El imperio de la falsedad

Sigo sin explicarme por qué, una vez llegados al mundo al que aspirábamos, vuelven las crisis existenciales y las enfermedades mentales, como en las posguerras europea y española. La literatura ya no sirve como luz que nos alumbre, porque ya no tenemos tiempo para leer, y el arte tampoco, porque sólo se pintan cuadros si hay millonetis que quieran decorar sus cuartos de baño. ¿Y la televisión, el pan y el circo, la religión de nuestra época? Tampoco me explico qué le falta a la televisión, a las redes sociales y a los smartphones. Quizá sea, poniéndonos pesimistas, que les sobra todo lo que son, y eso que ofrecen muy poco, pero no me atrevería a afirmarlo con demasiada seguridad, porque seguramente alguien me tacharía de reaccionario. ¿Entonces? ¿Por qué se suicidan las influencers? ¿Por qué todos habitamos una cueva llena de ovejas en las que termina por presentarse un cíclope, o un político, que termina devorándonos? En efecto, pese a que todo lo que nos conforma sea absolutamente falso, seguimos preguntándonos quiénes somos, por qué no somos felices, en qué momento perdimos el camino que nos conducía hacia aquello a lo que aspirábamos en la vida.
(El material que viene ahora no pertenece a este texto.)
//! Server-side HTML for the search form and lookup results.
//!
//! The page lives in `templates/index.html`; askama escapes every
//! interpolated value.

use askama::Template;

use crate::lookup::{LookupOutcome, LookupRequest};
use crate::models::{NormalizedRank, RiotId, Stat};

/// Flash message severity; maps to a CSS class.
#[derive(Debug, Clone, Copy, PartialEq, Eq)]
pub enum FlashLevel {
    Info,
    Warning,
    Error,
}

impl FlashLevel {
    fn css_class(&self) -> &'static str {
        match self {
            FlashLevel::Info => "flash-info",
            FlashLevel::Warning => "flash-warning",
            FlashLevel::Error => "flash-error",
        }
    }
}

/// Everything needed to draw the page.
pub struct PageView<'a> {
    pub form: &'a LookupRequest,
    pub regions: &'a [String],
    pub default_region: &'a str,
    pub outcome: Option<&'a LookupOutcome>,
}

struct RegionOption<'a> {
    value: &'a str,
    label: String,
    selected: bool,
}

struct Flash {
    level: FlashLevel,
    message: String,
}

struct RankCard {
    player: String,
    color: &'static str,
    tier: String,
    icon_url: Option<String>,
    rating_points: Stat,
    wins: Stat,
    losses: Stat,
    win_rate: Option<String>,
}

impl RankCard {
    fn new(player: &RiotId, rank: &NormalizedRank) -> Self {
        Self {
            player: player.to_string(),
            color: tier_color(&rank.tier_base),
            tier: rank.tier.clone(),
            icon_url: rank.icon_url.as_ref().map(|url| url.to_string()),
            rating_points: rank.rating_points,
            wins: rank.wins,
            losses: rank.losses,
            win_rate: rank.win_rate().map(|rate| format!("{:.1}%", rate)),
        }
    }
}

#[derive(Template)]
#[template(path = "index.html")]
struct IndexPage<'a> {
    username: &'a str,
    tag: &'a str,
    regions: Vec<RegionOption<'a>>,
    flash: Option<Flash>,
    card: Option<RankCard>,
}

/// Accent colour for a tier name (without division), case-insensitive.
pub fn tier_color(tier_base: &str) -> &'static str {
    match tier_base.to_ascii_lowercase().as_str() {
        "iron" => "#5e5a59",
        "bronze" => "#a5714e",
        "silver" => "#b4c0c4",
        "gold" => "#e5b645",
        "platinum" => "#3fa6a8",
        "emerald" => "#2fbf71",
        "diamond" => "#b489f0",
        "master" => "#9d48e0",
        "grandmaster" => "#e84057",
        "challenger" => "#f4c874",
        "ascendant" => "#2e9e6b",
        "immortal" => "#bb3d65",
        "radiant" => "#fff3a6",
        _ => "#8a8f98",
    }
}

/// Flash message for outcomes that carry no rank card.
pub fn flash_for(outcome: &LookupOutcome) -> Option<(FlashLevel, String)> {
    match outcome {
        LookupOutcome::Ranked { .. } => None,
        LookupOutcome::Unranked { player, .. } => Some((
            FlashLevel::Info,
            format!("{} has no competitive rank this season.", player),
        )),
        LookupOutcome::NotFound { player } => Some((
            FlashLevel::Warning,
            format!("Player {} was not found in this region.", player),
        )),
        LookupOutcome::Failed(e) => Some((FlashLevel::Error, e.user_message())),
    }
}

/// Render the whole page: form, then flash message or rank card.
pub fn render_page(view: &PageView<'_>) -> Result<String, askama::Error> {
    let selected = view
        .form
        .region
        .as_deref()
        .map(str::trim)
        .filter(|r| !r.is_empty())
        .unwrap_or(view.default_region);

    let regions = view
        .regions
        .iter()
        .map(|region| RegionOption {
            value: region,
            label: region.to_uppercase(),
            selected: region.eq_ignore_ascii_case(selected),
        })
        .collect();

    let flash = view
        .outcome
        .and_then(flash_for)
        .map(|(level, message)| Flash { level, message });

    let card = view.outcome.and_then(|outcome| {
        let player = outcome.player()?;
        let rank = outcome.rank()?;
        Some(RankCard::new(player, &rank))
    });

    IndexPage {
        username: &view.form.username,
        tag: &view.form.tag,
        regions,
        flash,
        card,
    }
    .render()
}

#[cfg(test)]
mod tests {
    use super::*;
    use crate::lookup::LookupError;
    use crate::models::Region;
    use crate::upstream::UpstreamError;

    fn regions() -> Vec<String> {
        vec!["eu".to_string(), "na".to_string()]
    }

    fn player() -> RiotId {
        RiotId::new("Player", "EUW").unwrap()
    }

    fn render(form: &LookupRequest, outcome: Option<&LookupOutcome>) -> String {
        let regions = regions();
        render_page(&PageView {
            form,
            regions: &regions,
            default_region: "eu",
            outcome,
        })
        .unwrap()
    }

    #[test]
    fn test_tier_color() {
        assert_eq!(tier_color("Gold"), tier_color("GOLD"));
        assert_ne!(tier_color("Gold"), tier_color("Iron"));
        assert_eq!(tier_color("Unranked"), "#8a8f98");
    }

    #[test]
    fn test_empty_page_has_form_and_default_region() {
        let html = render(&LookupRequest::default(), None);
        assert!(html.contains(r#"action="/lookup""#));
        assert!(html.contains(r#"<option value="eu" selected>EU</option>"#));
        assert!(html.contains(r#"<option value="na">NA</option>"#));
        assert!(!html.contains("class=\"card\""));
    }

    #[test]
    fn test_form_values_are_escaped() {
        let form = LookupRequest::new("<b>x</b>", "\"1");
        let html = render(&form, None);
        assert!(html.contains("&lt;b&gt;x"));
        assert!(html.contains("&quot;1"));
        assert!(!html.contains("<b>x</b>"));
    }

    #[test]
    fn test_ranked_card() {
        let mut rank = NormalizedRank::unranked();
        rank.tier = "Gold 2".to_string();
        rank.tier_base = "Gold".to_string();
        rank.division = "2".to_string();
        rank.rating_points = Stat::Known(42);
        rank.wins = Stat::Known(3);
        rank.losses = Stat::Known(1);

        let outcome = LookupOutcome::Ranked {
            player: player(),
            region: Region::parse("eu", &regions()).unwrap(),
            rank,
        };
        let html = render(&LookupRequest::new("Player", "EUW"), Some(&outcome));

        assert!(html.contains("Player#EUW"));
        assert!(html.contains(r#"<p class="tier">Gold 2</p>"#));
        assert!(html.contains("<dd>42</dd>"));
        assert!(html.contains("75.0%"));
        assert!(html.contains(tier_color("Gold")));
        assert!(!html.contains("class=\"flash"));
    }

    #[test]
    fn test_unranked_card_shows_unknown_sentinels() {
        let outcome = LookupOutcome::Unranked {
            player: player(),
            region: Region::parse("eu", &regions()).unwrap(),
        };
        let html = render(&LookupRequest::new("Player", "EUW"), Some(&outcome));

        assert!(html.contains(r#"class="flash flash-info""#));
        assert!(html.contains(r#"<p class="tier">Unranked</p>"#));
        assert!(html.contains("<dd>--</dd>"));
        assert!(!html.contains("Win rate"));
    }

    #[test]
    fn test_upstream_text_is_escaped() {
        let mut rank = NormalizedRank::unranked();
        rank.tier = "<i>Gold</i> 2".to_string();
        rank.tier_base = "<i>Gold</i>".to_string();
        rank.division = "2".to_string();

        let outcome = LookupOutcome::Ranked {
            player: RiotId::new("A&B", "EUW").unwrap(),
            region: Region::parse("eu", &regions()).unwrap(),
            rank,
        };
        let html = render(&LookupRequest::new("A&B", "EUW"), Some(&outcome));

        assert!(html.contains("&lt;i&gt;Gold"));
        assert!(!html.contains("<i>"));
        assert!(html.contains("A&amp;B#EUW"));
    }

    #[test]
    fn test_not_found_flash() {
        let outcome = LookupOutcome::NotFound { player: player() };
        let html = render(&LookupRequest::new("Player", "EUW"), Some(&outcome));

        assert!(html.contains(r#"class="flash flash-warning""#));
        assert!(html.contains("was not found"));
        assert!(!html.contains("class=\"card\""));
    }

    #[test]
    fn test_error_flash_uses_user_message() {
        let outcome = LookupOutcome::Failed(LookupError::Upstream(UpstreamError::Http {
            status: 429,
        }));
        let html = render(&LookupRequest::new("Player", "EUW"), Some(&outcome));

        assert!(html.contains(r#"class="flash flash-error""#));
        assert!(html.contains("Rate limit exceeded"));
    }
}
            Las respuestas están ahí fuera, pero son tan evidentes que resultan invisibles. Todo el mundo las sabe, pero ocurre igual que con la ley de la gravedad: nos hemos resignado a no poder cambiarla. Sin embargo, habría que hacer una nueva política, una nueva economía, habría que fundar otra igualdad y otra cultura que sí pudiese aparecer, como lo más natural, en la televisión y en las redes sociales. Sobre todo, una nueva educación que no se impusiera a quienes no están interesados en ella, atentando así -también- contra la libertad de quienes la aman. No sería una merma de derechos, sino una condición natural. También la justicia tendría que ser menos especulativa, una justicia que comprendiera hasta donde puede comprenderse. En una sociedad así la autoridad sería una exigencia personal, no habría que imponerla. Y el talento sería proporcional a las preguntas que formulase, contando con que las respuestas tendrían que darlas los que leen y los que admiran los cuadros -reales o virtuales- que plantearan esas preguntas. Las noticias las redactarían gente con cuatro dedos de frente, gente libre, y daría igual que existiesen o no paredones, porque la culpabilidad o la inocencia los justificarían.

            Mientras tanto, vivimos en una maqueta construida a medias, donde la verdad y la mentira son intercambiables. ¿Qué clase de felicidad puede proporcionarnos algo así? Más aún: qué clase de seguridad, en la que cada cual pueda llegar, siquiera encaminarse, a donde quiere. Quizá somos demasiados para ser felices. Quizá sea que hemos creado una sociedad en la que para que unos pocos vivan como quieren ha de existir un número desproporcionado de desgraciados, de inapetentes o de prisioneros. Quizá sea que la raza humana, que ha conquistado un papel inmerecido en el mundo, no puede renunciar a su autodestrucción. Habría que recordar lo que dijo Carl Sagan cuando el Voyager 1 mandó aquella foto de La Tierra, desde más allá de Saturno. No somos más que un punto azul pálido. No somos nada, no poseemos nada, aunque creamos que Putin y Natanyahu tienen razones para repetir hasta el infinito la historia de siempre.